The sand and water passing through the differential pressure gauge 102 are again passed through the speedometer 104 and the sludge velocity is measured, and then introduced into three glass tubes L1, L2, and L3 sloped to have different diameters. The density of the sludge is measured while passing through the density meter 105 connected to one pipe line L1, and the pressure difference is measured again by the differential pressure gauges 106 and 017.

At this time, the water supply valve (V1) and the air bleed valve (V2) for replenishing water is connected to the middle of the pipe connected to the differential pressure gauge (101, 102).

Reference numeral 120 denotes a soil to observe the trajectory through which sand flows, V3 and V4 are air bleed valves, V5, V6 and V7 are drain valves, and V11, V12 and V13 are open / close valves.

As described above, in the experimental apparatus of the dredge loop piping system, the sludge (sand + water) controlled by the sludge concentration control test apparatus described above passes through the differential pressure gauge, the speedometer, and the density meter to provide detection data.

This experimental data is the measured value according to the change of the sludge concentration value, and it can be applied to the pipe of dredging system practically and can realize the efficient and optimal piping system based on this.
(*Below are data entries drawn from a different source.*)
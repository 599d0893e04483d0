use mirror_core::ExtensionFilter;
use mirror_engine::{CrawlSession, FetchSettings, RemoteClient};
use url::Url;
use wiremock::matchers::{method, path};
use wiremock::{Mock, MockServer, ResponseTemplate};

fn client() -> RemoteClient {
    RemoteClient::new(&FetchSettings::default()).expect("client")
}

fn filter() -> ExtensionFilter {
    ExtensionFilter::new([".mp3", ".jpg"])
}

async fn mount_listing(server: &MockServer, at: &str, hrefs: &[&str]) {
    let anchors: String = hrefs
        .iter()
        .map(|href| format!(r#"<a href="{href}">{href}</a>"#))
        .collect();
    let body = format!("<html><body><pre>{anchors}</pre></body></html>");
    Mock::given(method("GET"))
        .and(path(at))
        .respond_with(ResponseTemplate::new(200).set_body_raw(body, "text/html"))
        .expect(1)
        .mount(server)
        .await;
}

#[tokio::test]
async fn walk_descends_into_subdirectories_and_skips_parent_anchors() {
    let server = MockServer::start().await;
    mount_listing(&server, "/apps_audio/", &["a.mp3", "sub/"]).await;
    mount_listing(&server, "/apps_audio/sub/", &["b.jpg", "../"]).await;

    let root = Url::parse(&format!("{}/apps_audio/", server.uri())).unwrap();
    let outcome = CrawlSession::new(root.clone())
        .walk(&client(), &filter())
        .await;

    assert_eq!(outcome.directories_listed, 2);
    assert_eq!(
        outcome.candidates,
        vec![
            root.join("a.mp3").unwrap(),
            root.join("sub/b.jpg").unwrap(),
        ]
    );
}

#[tokio::test]
async fn cyclic_links_never_cause_a_second_fetch() {
    let server = MockServer::start().await;
    // child points back at the root via an absolute path; the `expect(1)`
    // on every mock is the real assertion here.
    mount_listing(&server, "/apps_audio/", &["sub/"]).await;
    mount_listing(&server, "/apps_audio/sub/", &["child/", "track.mp3"]).await;
    mount_listing(&server, "/apps_audio/sub/child/", &["/apps_audio/"]).await;

    let root = Url::parse(&format!("{}/apps_audio/", server.uri())).unwrap();
    let outcome = CrawlSession::new(root.clone())
        .walk(&client(), &filter())
        .await;

    assert_eq!(outcome.directories_listed, 3);
    assert_eq!(
        outcome.candidates,
        vec![root.join("sub/track.mp3").unwrap()]
    );
}

#[tokio::test]
async fn listing_failure_under_discovers_without_stopping_the_walk() {
    let server = MockServer::start().await;
    mount_listing(&server, "/apps_audio/", &["a.mp3", "broken/", "ok/"]).await;
    Mock::given(method("GET"))
        .and(path("/apps_audio/broken/"))
        .respond_with(ResponseTemplate::new(500))
        .mount(&server)
        .await;
    mount_listing(&server, "/apps_audio/ok/", &["b.jpg"]).await;

    let root = Url::parse(&format!("{}/apps_audio/", server.uri())).unwrap();
    let outcome = CrawlSession::new(root.clone())
        .walk(&client(), &filter())
        .await;

    assert_eq!(outcome.directories_listed, 3);
    assert_eq!(
        outcome.candidates,
        vec![root.join("a.mp3").unwrap(), root.join("ok/b.jpg").unwrap()]
    );
}

#[tokio::test]
async fn non_matching_extensions_are_not_candidates() {
    let server = MockServer::start().await;
    mount_listing(&server, "/apps_audio/", &["notes.txt", "Track.MP3"]).await;

    let root = Url::parse(&format!("{}/apps_audio/", server.uri())).unwrap();
    let outcome = CrawlSession::new(root.clone())
        .walk(&client(), &filter())
        .await;

    // Extension matching is case-insensitive.
    assert_eq!(outcome.candidates, vec![root.join("Track.MP3").unwrap()]);
}
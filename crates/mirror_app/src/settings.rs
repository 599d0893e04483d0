use std::fs;
use std::path::{Path, PathBuf};
use std::time::Duration;

use anyhow::{Context, Result};
use mirror_engine::{ExponentialBackoff, MirrorConfig};
use serde::Deserialize;
use url::Url;

/// On-disk settings in RON format. Only the remote root is required;
/// everything else falls back to the built-in defaults.
#[derive(Debug, Clone, Deserialize)]
struct SettingsFile {
    root_url: String,
    work_dir: Option<PathBuf>,
    mirror_dir: Option<String>,
    marker: Option<String>,
    manifest_filename: Option<String>,
    extensions: Option<Vec<String>>,
    batch_size: Option<usize>,
    max_file_size_mb: Option<u64>,
    connect_timeout_secs: Option<u64>,
    request_timeout_secs: Option<u64>,
    redirect_limit: Option<usize>,
    user_agent: Option<String>,
    retry_attempts: Option<u32>,
    backoff_base_secs: Option<u64>,
    git_remote: Option<String>,
    git_branch: Option<String>,
}

/// Fully resolved run settings.
#[derive(Debug, Clone)]
pub struct Settings {
    pub config: MirrorConfig,
    pub backoff: ExponentialBackoff,
    pub git_remote: String,
    pub git_branch: Option<String>,
}

pub fn load(path: &Path) -> Result<Settings> {
    let content = fs::read_to_string(path)
        .with_context(|| format!("cannot read settings file {}", path.display()))?;
    let file: SettingsFile = ron::from_str(&content)
        .with_context(|| format!("cannot parse settings file {}", path.display()))?;
    resolve(file)
}

fn resolve(file: SettingsFile) -> Result<Settings> {
    let root_url = Url::parse(&file.root_url)
        .with_context(|| format!("invalid root_url {:?}", file.root_url))?;
    let mut config = MirrorConfig::new(root_url);

    if let Some(work_dir) = file.work_dir {
        config.work_dir = work_dir;
    }
    if let Some(mirror_dir) = file.mirror_dir {
        // When only the directory is overridden, the marker follows it.
        if file.marker.is_none() {
            config.marker = mirror_dir.clone();
        }
        config.mirror_dir = mirror_dir;
    }
    if let Some(marker) = file.marker {
        config.marker = marker;
    }
    if let Some(manifest_filename) = file.manifest_filename {
        config.manifest_filename = manifest_filename;
    }
    if let Some(extensions) = file.extensions {
        config.extensions = extensions;
    }
    if let Some(batch_size) = file.batch_size {
        config.batch_size = batch_size;
    }
    if let Some(max_mb) = file.max_file_size_mb {
        config.max_file_size = max_mb * 1024 * 1024;
    }
    if let Some(secs) = file.connect_timeout_secs {
        config.fetch.connect_timeout = Duration::from_secs(secs);
    }
    if let Some(secs) = file.request_timeout_secs {
        config.fetch.request_timeout = Duration::from_secs(secs);
    }
    if let Some(limit) = file.redirect_limit {
        config.fetch.redirect_limit = limit;
    }
    if let Some(user_agent) = file.user_agent {
        config.fetch.user_agent = user_agent;
    }
    if let Some(attempts) = file.retry_attempts {
        config.retry.max_attempts = attempts;
    }

    let backoff = ExponentialBackoff {
        base: Duration::from_secs(file.backoff_base_secs.unwrap_or(1)),
    };

    Ok(Settings {
        config,
        backoff,
        git_remote: file.git_remote.unwrap_or_else(|| "origin".to_string()),
        git_branch: file.git_branch,
    })
}

#[cfg(test)]
mod tests {
    use super::*;
    use std::io::Write;

    fn load_str(content: &str) -> Result<Settings> {
        let mut file = tempfile::NamedTempFile::new().unwrap();
        file.write_all(content.as_bytes()).unwrap();
        load(file.path())
    }

    #[test]
    fn minimal_settings_take_defaults_from_the_root_url() {
        let settings = load_str(r#"(root_url: "https://host.example/apps_audio/")"#).unwrap();

        assert_eq!(settings.config.mirror_dir, "apps_audio");
        assert_eq!(settings.config.marker, "apps_audio");
        assert_eq!(settings.config.batch_size, 20);
        assert_eq!(settings.config.max_file_size, 50 * 1024 * 1024);
        assert_eq!(settings.git_remote, "origin");
        assert_eq!(settings.git_branch, None);
    }

    #[test]
    fn overrides_are_applied() {
        let settings = load_str(
            r#"(
                root_url: "https://host.example/apps_audio/",
                mirror_dir: Some("music"),
                batch_size: Some(5),
                max_file_size_mb: Some(10),
                retry_attempts: Some(7),
                git_branch: Some("main"),
            )"#,
        )
        .unwrap();

        assert_eq!(settings.config.mirror_dir, "music");
        // The marker follows an overridden mirror_dir unless set itself.
        assert_eq!(settings.config.marker, "music");
        assert_eq!(settings.config.batch_size, 5);
        assert_eq!(settings.config.max_file_size, 10 * 1024 * 1024);
        assert_eq!(settings.config.retry.max_attempts, 7);
        assert_eq!(settings.git_branch, Some("main".to_string()));
    }

    #[test]
    fn invalid_root_url_is_rejected() {
        assert!(load_str(r#"(root_url: "not a url")"#).is_err());
    }
}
As described above, according to the present invention, it is possible to implement an experimental device that can control the concentration of dredging sludge, and to adjust the concentration of the sludge using this experimental device while applying various measuring instruments in the dredging loop model piping system It has the advantage of providing measurement data.
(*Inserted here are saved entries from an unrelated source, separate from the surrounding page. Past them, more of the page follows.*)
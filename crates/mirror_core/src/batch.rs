use std::collections::HashSet;
use std::path::PathBuf;

/// A flush-ready group of unique local paths, labelled with its per-run
/// number. Numbers only appear in human-readable commit messages.
#[derive(Debug, Clone, PartialEq, Eq)]
pub struct Batch {
    pub number: u64,
    pub paths: Vec<PathBuf>,
}

impl Batch {
    pub fn len(&self) -> usize {
        self.paths.len()
    }

    pub fn is_empty(&self) -> bool {
        self.paths.is_empty()
    }
}

/// Accumulates successfully-changed paths and emits size-bounded batches.
///
/// The coordinator is a pure state machine: the caller owns what happens to
/// an emitted batch, and a flush that fails downstream never feeds back into
/// this state. A batch is emitted exactly once and then discarded.
#[derive(Debug)]
pub struct BatchCoordinator {
    threshold: usize,
    pending: Vec<PathBuf>,
    next_number: u64,
}

impl BatchCoordinator {
    /// A threshold of zero would never emit; clamp to one.
    pub fn new(threshold: usize) -> Self {
        Self {
            threshold: threshold.max(1),
            pending: Vec::new(),
            next_number: 1,
        }
    }

    /// Record one changed path in arrival order. Returns a sealed batch when
    /// the in-progress batch reaches the threshold.
    pub fn ingest(&mut self, path: PathBuf) -> Option<Batch> {
        self.pending.push(path);
        (self.pending.len() >= self.threshold).then(|| self.seal())
    }

    /// Emit the trailing batch once the input stream is exhausted. The
    /// trailing batch may be smaller than the threshold, never larger.
    pub fn finish(&mut self) -> Option<Batch> {
        (!self.pending.is_empty()).then(|| self.seal())
    }

    pub fn pending_len(&self) -> usize {
        self.pending.len()
    }

    /// Deduplicate keeping first-occurrence order, stamp the next batch
    /// number, and reset the in-progress state.
    fn seal(&mut self) -> Batch {
        let mut seen = HashSet::new();
        let paths: Vec<PathBuf> = self
            .pending
            .drain(..)
            .filter(|path| seen.insert(path.clone()))
            .collect();
        let number = self.next_number;
        self.next_number += 1;
        Batch { number, paths }
    }
}
use std::fmt;

/// A failed HTTP or transfer operation, with enough structure for callers
/// to make policy decisions instead of swallowing everything.
#[derive(Debug, Clone, PartialEq, Eq)]
pub struct FetchError {
    pub kind: FailureKind,
    pub message: String,
}

impl FetchError {
    pub(crate) fn new(kind: FailureKind, message: impl Into<String>) -> Self {
        Self {
            kind,
            message: message.into(),
        }
    }
}

impl fmt::Display for FetchError {
    fn fmt(&self, f: &mut fmt::Formatter<'_>) -> fmt::Result {
        write!(f, "{}: {}", self.kind, self.message)
    }
}

impl std::error::Error for FetchError {}

#[derive(Debug, Clone, Copy, PartialEq, Eq)]
pub enum FailureKind {
    HttpStatus(u16),
    Timeout,
    Network,
    Io,
}

impl fmt::Display for FailureKind {
    fn fmt(&self, f: &mut fmt::Formatter<'_>) -> fmt::Result {
        match self {
            FailureKind::HttpStatus(code) => write!(f, "http status {code}"),
            FailureKind::Timeout => write!(f, "timeout"),
            FailureKind::Network => write!(f, "network error"),
            FailureKind::Io => write!(f, "io error"),
        }
    }
}
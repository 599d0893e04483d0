use std::path::PathBuf;

use url::Url;

use crate::fetch::FetchSettings;
use crate::retry::RetryPolicy;

pub const DEFAULT_EXTENSIONS: &[&str] = &[".mp3", ".m4a", ".png", ".jpg", ".jpeg"];

/// Everything one run needs, passed explicitly to each component at
/// construction. No global session state.
#[derive(Debug, Clone)]
pub struct MirrorConfig {
    /// Remote listing root; should end with a trailing slash so relative
    /// hrefs resolve under it.
    pub root_url: Url,
    /// Root of the version-controlled tree the mirror lives in. Batch
    /// paths are kept relative to this directory.
    pub work_dir: PathBuf,
    /// Subdirectory of `work_dir` holding the mirrored artifacts.
    pub mirror_dir: String,
    /// Path segment splitting remote paths into the local relative part.
    pub marker: String,
    pub manifest_filename: String,
    pub extensions: Vec<String>,
    /// Successful downloads per flush.
    pub batch_size: usize,
    /// Files with a known size above this many bytes are skipped.
    pub max_file_size: u64,
    pub fetch: FetchSettings,
    pub retry: RetryPolicy,
}

impl MirrorConfig {
    /// Defaults mirroring the common case: the last path segment of the
    /// root URL names both the mirror directory and the marker.
    pub fn new(root_url: Url) -> Self {
        let segment = root_url
            .path_segments()
            .and_then(|segments| segments.filter(|s| !s.is_empty()).next_back())
            .unwrap_or("mirror")
            .to_string();
        Self {
            root_url,
            work_dir: PathBuf::from("."),
            mirror_dir: segment.clone(),
            marker: segment,
            manifest_filename: "mirror_links.csv".to_string(),
            extensions: DEFAULT_EXTENSIONS.iter().map(|s| s.to_string()).collect(),
            batch_size: 20,
            max_file_size: 50 * 1024 * 1024,
            fetch: FetchSettings::default(),
            retry: RetryPolicy::default(),
        }
    }

    /// Absolute (or work-dir-relative) location of the mirror root on disk.
    pub fn mirror_root(&self) -> PathBuf {
        self.work_dir.join(&self.mirror_dir)
    }
}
Therefore, based on this, it is possible to practically realize the most efficient piping of the dredging system.

Claims (4)

As a concentration control test device for adjusting the concentration of dredged sludge, A sludge delivery pipe 20 for flowing the sludge from one side to the other; A sludge input pipe 21, a sand discharge pipe 22, and a overflow discharge pipe 23 connected to the upstream, middle, and downstream sides of the sludge delivery pipe 20, respectively; The first valve 31, the second valve 32, the third valve 33, respectively installed in the sludge inlet pipe 21, the sand discharge pipe 22, the overflow discharge pipe 23 to adjust the cross-sectional area of the pipe line and A fourth valve 34 connected to the sludge delivery pipe 20 between the sludge input pipe 21 and the connection branch point of the sand discharge pipe 22; It is connected to the sludge inlet pipe 21 has a sludge inlet 41a at the top so that sludge flows in a tangential direction with respect to the circumference, and is connected to the sand discharge pipe 22 in the lower center to discharge the separated sand. Dredging sludge concentration, characterized in that it comprises a centrifugation tank (40) having a sand outlet (41b), and has a overflow outlet (41c) at the top to discharge the excess of the water separated by being connected to the overflow discharge pipe (23). Control test device. The method of claim 1, Dredging sludge concentration control device, characterized in that the drain valve 50 for removing the overpressure above the centrifugation tank (40) is added. The method of claim 1, Dredging sludge concentration control apparatus characterized in that the jet pump 60 for removing the clogging of the sand outlet 41b on the flow path connecting the sand outlet 41b and the overflow discharge pipe 23 is connected. . The method of claim 1, Dredging sludge concentration control device, characterized in that the grommet net 70 is installed as a means for blocking the sand flowing into the overflow discharge pipe 23 in the upper portion of the centrifugation tank (40).